IN21D-03:
SQL is Dead; Long-live SQL: Relational Database Technology in Science Contexts
Abstract:
Relational databases are often perceived as a poor fit in science contexts: Rigid schemas, poor support for complex analytics, unpredictable performance, significant maintenance and tuning requirements --- these idiosyncrasies often make databases unattractive in science contexts characterized by heterogeneous data sources, complex analysis tasks, rapidly changing requirements, and limited IT budgets.In this talk, I'll argue that although the value proposition of typical relational database systems are weak in science, the core ideas that power relational databases have become incredibly prolific in open source science software, and are emerging as a universal abstraction for both big data and small data. In addition, I'll talk about two open source systems we are building to "jailbreak" the core technology of relational databases and adapt them for use in science.

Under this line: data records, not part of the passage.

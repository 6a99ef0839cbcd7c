//! Requester worker threads
//!
//! Each requester:
//! - Claims an unread data file from the coordinator
//! - Reads it line by line, outside any pipeline lock
//! - Records every name in the requester log
//! - Pushes every name into the bounded buffer, blocking while it is full
//! - Reports the file complete at end of file and claims the next one
//!
//! On exit it appends a `Thread <id> serviced <n> files` line to the
//! requester log.

use crate::error::{WorkerError, WorkerRole};
use crate::pipeline::Coordinator;
use crate::sink::LogSink;
use std::sync::atomic::{AtomicU64, Ordering};
use std::sync::Arc;
use std::thread::{self, JoinHandle};
use tracing::{debug, info, warn};

/// Statistics collected by a requester
#[derive(Debug, Default)]
pub struct RequesterStats {
    /// Data files read to the end
    pub files_serviced: AtomicU64,

    /// Names pushed into the buffer
    pub names_produced: AtomicU64,

    /// Names replaced by the oversized marker
    pub oversized: AtomicU64,

    /// Failed requester log writes
    pub log_errors: AtomicU64,
}

impl RequesterStats {
    fn record_file(&self) {
        self.files_serviced.fetch_add(1, Ordering::Relaxed);
    }

    fn record_name(&self) {
        self.names_produced.fetch_add(1, Ordering::Relaxed);
    }

    fn record_oversized(&self) {
        self.oversized.fetch_add(1, Ordering::Relaxed);
    }

    fn record_log_error(&self) {
        self.log_errors.fetch_add(1, Ordering::Relaxed);
    }

    pub fn files_serviced(&self) -> u64 {
        self.files_serviced.load(Ordering::Relaxed)
    }
}

/// A requester thread
pub struct Requester {
    /// Worker ID
    id: usize,

    /// Thread handle
    handle: Option<JoinHandle<()>>,

    /// Worker statistics
    stats: Arc<RequesterStats>,
}

impl Requester {
    /// Spawn a new requester thread
    pub fn spawn(
        id: usize,
        coordinator: Arc<Coordinator>,
        log: Arc<LogSink>,
        max_name_length: usize,
    ) -> Result<Self, WorkerError> {
        let stats = Arc::new(RequesterStats::default());
        let stats_clone = Arc::clone(&stats);

        let handle = thread::Builder::new()
            .name(format!("requester-{}", id))
            .spawn(move || requester_loop(id, &coordinator, &log, max_name_length, &stats_clone))
            .map_err(|e| WorkerError::SpawnFailed {
                role: WorkerRole::Requester,
                id,
                reason: e.to_string(),
            })?;

        Ok(Self {
            id,
            handle: Some(handle),
            stats,
        })
    }

    /// Get worker ID
    pub fn id(&self) -> usize {
        self.id
    }

    /// Get worker statistics
    pub fn stats(&self) -> &Arc<RequesterStats> {
        &self.stats
    }

    /// Wait for the requester to finish
    pub fn join(mut self) -> Result<(), WorkerError> {
        match self.handle.take() {
            Some(handle) => handle.join().map_err(|_| WorkerError::Panicked {
                role: WorkerRole::Requester,
                id: self.id,
            }),
            None => Ok(()),
        }
    }
}

/// Main requester loop
fn requester_loop(
    id: usize,
    coordinator: &Coordinator,
    log: &LogSink,
    max_name_length: usize,
    stats: &RequesterStats,
) {
    info!(worker = id, "Requester starting");
    let _guard = coordinator.abandon_on_panic();

    while let Some(mut file) = coordinator.next_file() {
        debug!(worker = id, path = %file.path().display(), "Claimed data file");

        while let Some(name) = file.read_name(max_name_length) {
            if name.is_oversized() {
                stats.record_oversized();
                warn!(
                    worker = id,
                    path = %file.path().display(),
                    limit = max_name_length,
                    "Domain name exceeded max length"
                );
            }

            if let Err(e) = log.append_line(name.as_str()) {
                stats.record_log_error();
                warn!(worker = id, error = %e, "Failed to write requester log");
            }

            if !coordinator.produce(name) {
                debug!(worker = id, "Pipeline abandoned, requester stopping");
                return;
            }
            stats.record_name();
        }

        coordinator.complete_file();
        stats.record_file();
        debug!(worker = id, path = %file.path().display(), "Data file complete");
    }

    let serviced = stats.files_serviced();
    if let Err(e) = log.append_line(&format!("Thread {} serviced {} files", id, serviced)) {
        stats.record_log_error();
        warn!(worker = id, error = %e, "Failed to write requester log");
    }

    info!(
        worker = id,
        files = serviced,
        names = stats.names_produced.load(Ordering::Relaxed),
        "Requester finished"
    );
}

#[cfg(test)]
mod tests {
    use super::*;
    use crate::source::{DomainName, WorkFile, OVERSIZED_MARKER};
    use std::io::Write;
    use tempfile::NamedTempFile;

    #[derive(Clone, Default)]
    struct SharedBuf(Arc<parking_lot::Mutex<Vec<u8>>>);

    impl Write for SharedBuf {
        fn write(&mut self, buf: &[u8]) -> std::io::Result<usize> {
            self.0.lock().extend_from_slice(buf);
            Ok(buf.len())
        }

        fn flush(&mut self) -> std::io::Result<()> {
            Ok(())
        }
    }

    impl SharedBuf {
        fn contents(&self) -> String {
            String::from_utf8(self.0.lock().clone()).unwrap()
        }
    }

    #[test]
    fn test_requester_stats() {
        let stats = RequesterStats::default();

        stats.record_file();
        stats.record_name();
        stats.record_name();
        stats.record_oversized();
        stats.record_log_error();

        assert_eq!(stats.files_serviced(), 1);
        assert_eq!(stats.names_produced.load(Ordering::Relaxed), 2);
        assert_eq!(stats.oversized.load(Ordering::Relaxed), 1);
        assert_eq!(stats.log_errors.load(Ordering::Relaxed), 1);
    }

    #[test]
    fn test_requester_reads_file_into_buffer() {
        let mut tmp = NamedTempFile::new().unwrap();
        writeln!(tmp, "a.com").unwrap();
        writeln!(tmp, "{}", "x".repeat(20)).unwrap();
        writeln!(tmp, "b.com").unwrap();
        tmp.flush().unwrap();

        let file = WorkFile::open(tmp.path()).unwrap();
        // Capacity covers every name so the requester never blocks
        let coordinator = Arc::new(Coordinator::new(8, vec![file], 1, 3));
        let buf = SharedBuf::default();
        let log = Arc::new(LogSink::from_writer(buf.clone()));

        let requester = Requester::spawn(0, Arc::clone(&coordinator), log, 10).unwrap();
        assert_eq!(requester.id(), 0);
        let stats = Arc::clone(&requester.stats);
        requester.join().unwrap();

        assert_eq!(stats.files_serviced(), 1);
        assert_eq!(stats.oversized.load(Ordering::Relaxed), 1);

        let snapshot = coordinator.snapshot();
        assert_eq!(snapshot.counters.files_completed, 1);
        assert_eq!(snapshot.counters.names_produced, 3);
        assert_eq!(snapshot.occupied, 3);

        assert_eq!(coordinator.consume(), Some(DomainName::Valid("a.com".into())));
        assert_eq!(coordinator.consume(), Some(DomainName::Oversized));
        assert_eq!(coordinator.consume(), Some(DomainName::Valid("b.com".into())));
        assert_eq!(coordinator.consume(), None);

        assert_eq!(
            buf.contents(),
            format!("a.com\n{}\nb.com\nThread 0 serviced 1 files\n", OVERSIZED_MARKER)
        );
    }
}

The first is SQLShare, a Database-as-a-Service system supporting collaborative data analysis and exchange by reducing database use to an Upload-Query-Share workflow with no installation, schema design, or configuration required. The second is Myria, a service that supports much larger scale data, complex analytics, and supports multiple back end systems. Finally, I'll describe some of the ways our collaborators in oceanography, astronomy, biology, fisheries science, and more are using these systems to replace script-based workflows for reasons of performance, flexibility, and convenience.